I hear plenty of BS from people saying how great they are and that they intend to buy one, but when push comes to shove they purchase Omegas, Rolex, Breitlings whatever. I'm well aware that Seiko doesn't really distribute Grand Seikos in the US. However, have you considered if they wanted to market and sell them here on a greater scale, then they could. They are not some tiny upstart company. In addition, if someone collects watches, and knows about GS and really wants one, with the internet, or travel there is no reason they can't buy one. However, in its price range their relative lack of status and brand perception does affect their sales.

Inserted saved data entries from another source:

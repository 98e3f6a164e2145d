use std::time::Duration;

use serde::Deserialize;

use crate::Error;

pub const DEFAULT_PATH: &str = "/etc/mailpost/mailpost.toml";
const ENV_PREFIX: &str = "EMAIL";

/// Runtime configuration for a single pipeline invocation.
#[derive(Clone, Debug, Default, Deserialize)]
pub struct Config {
    /// Endpoint that receives the parsed email as JSON.
    /// Set through `EMAIL_API_URL`.
    #[serde(default)]
    pub api_url: String,

    /// Optional request timeout, in seconds
    #[serde(default)]
    pub request_timeout: Option<u64>,
}

impl Config {
    pub fn new(api_url: impl Into<String>) -> Self {
        Self {
            api_url: api_url.into(),
            ..Default::default()
        }
    }

    /// Returns the trimmed endpoint URL.
    ///
    /// Fails if the URL is blank or is not an absolute URL.
    pub fn api_url(&self) -> Result<&str, Error> {
        let url = self.api_url.trim();

        if url.is_empty() {
            return Err(Error::Config(
                "EMAIL_API_URL environment variable is not set".to_string(),
            ));
        }

        url::Url::parse(url)?;

        Ok(url)
    }

    pub fn request_timeout(&self) -> Option<Duration> {
        self.request_timeout.map(Duration::from_secs)
    }
}

/// Loads config from the filesystem and merges it with any
/// environment variables prefixed with EMAIL_.
///
/// A missing config file is not an error.
pub fn load_config(path: Option<&str>) -> Result<Config, Error> {
    let builder = config::Config::builder()
        .add_source(config::File::with_name(path.unwrap_or(DEFAULT_PATH)).required(false))
        .add_source(config::Environment::with_prefix(ENV_PREFIX));

    from_builder(builder)
}

fn from_builder(
    builder: config::ConfigBuilder<config::builder::DefaultState>,
) -> Result<Config, Error> {
    let settings = builder.build()?;
    Ok(settings.try_deserialize::<Config>()?)
}
use structopt::StructOpt;

use mailpost::drain::read_chunks;
use mailpost::{InboundEvent, Pipeline};

mod status;

#[derive(Debug, StructOpt)]
#[structopt(
    name = "mailpost-filter",
    about = "Parse incoming mail from stdin and post it as JSON to EMAIL_API_URL."
)]
struct Opt {
    /// Size of the raw message on stdin, in bytes
    #[structopt(short, long)]
    size: usize,

    /// Config file, merged under EMAIL_* environment variables
    #[structopt(short, long)]
    config: Option<String>,
}

#[tokio::main]
async fn main() {
    // Init logger
    env_logger::builder().format_timestamp_micros().init();

    let opt = Opt::from_args();

    let pipeline = match mailpost::config::load_config(opt.config.as_deref())
        .and_then(Pipeline::from_config)
    {
        Ok(p) => p,
        Err(err) => {
            log::error!("Failed to initialize: {}", err);
            std::process::exit(status::CONFIG);
        }
    };

    // Message body comes in on stdin
    let event = InboundEvent {
        raw: read_chunks(tokio::io::stdin()),
        raw_size: opt.size,
    };

    let code = match pipeline.run(event).await {
        Ok(_) => 0,
        Err(failure) => status::exit_code(&failure),
    };

    std::process::exit(code);
}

Like it or not there are always people that are going to say for the price of a GS they can have a Rolex, Omega, Breitling, etc. I didn't say that Rolex, Omega, or Breitling were better, just that are more commonly chosen due to the perception that many people have of them being luxury brands. If you think GS's sales aren't hurt by being made in Japan, by being made by Seiko, and a relative lack of association of Seiko products as luxury items...then maybe you are only seeing what you want to see.
It's not BS - they are pretty great. By great, I mean beautiful (if conservative) designs, flawless fit and finish and superb accuracy.
I can't speak for why Seiko chooses to keep the GS line a small and exclusive segment of their otherwise massive (and highly successful) production, and I'm pretty sure you can't, either. But if we are to freely speculate, I would say that they don't actually want them on every street corner.
Of course Seiko is "hurt" in terms of perception of luxury by being made in Japan - ignorance and outright bigotry abound. But as you know, I wasn't addressing brand perception based on country of manufacture - I was addressing the merits of the product itself, and the continued suggestion (that I only ever seem to hear from you) that nobody really buys these things. This simply isn't true. Few are made, and few are consequently sold. The quality of the product is far from BS - rather - it is evident to anyone with experience enough to assess the merits of a fine watch and a sufficiently open mind to make that assessment independent of the country of manufacture or the "story" being pitched in glossy hardcover catalogs. Snow capped Swiss mountains are not an essential environment for the manufacture of a fine timepiece.
It is entirely possible that I am able to see quite clearly in this regard, and your vision that is somewhat clouded.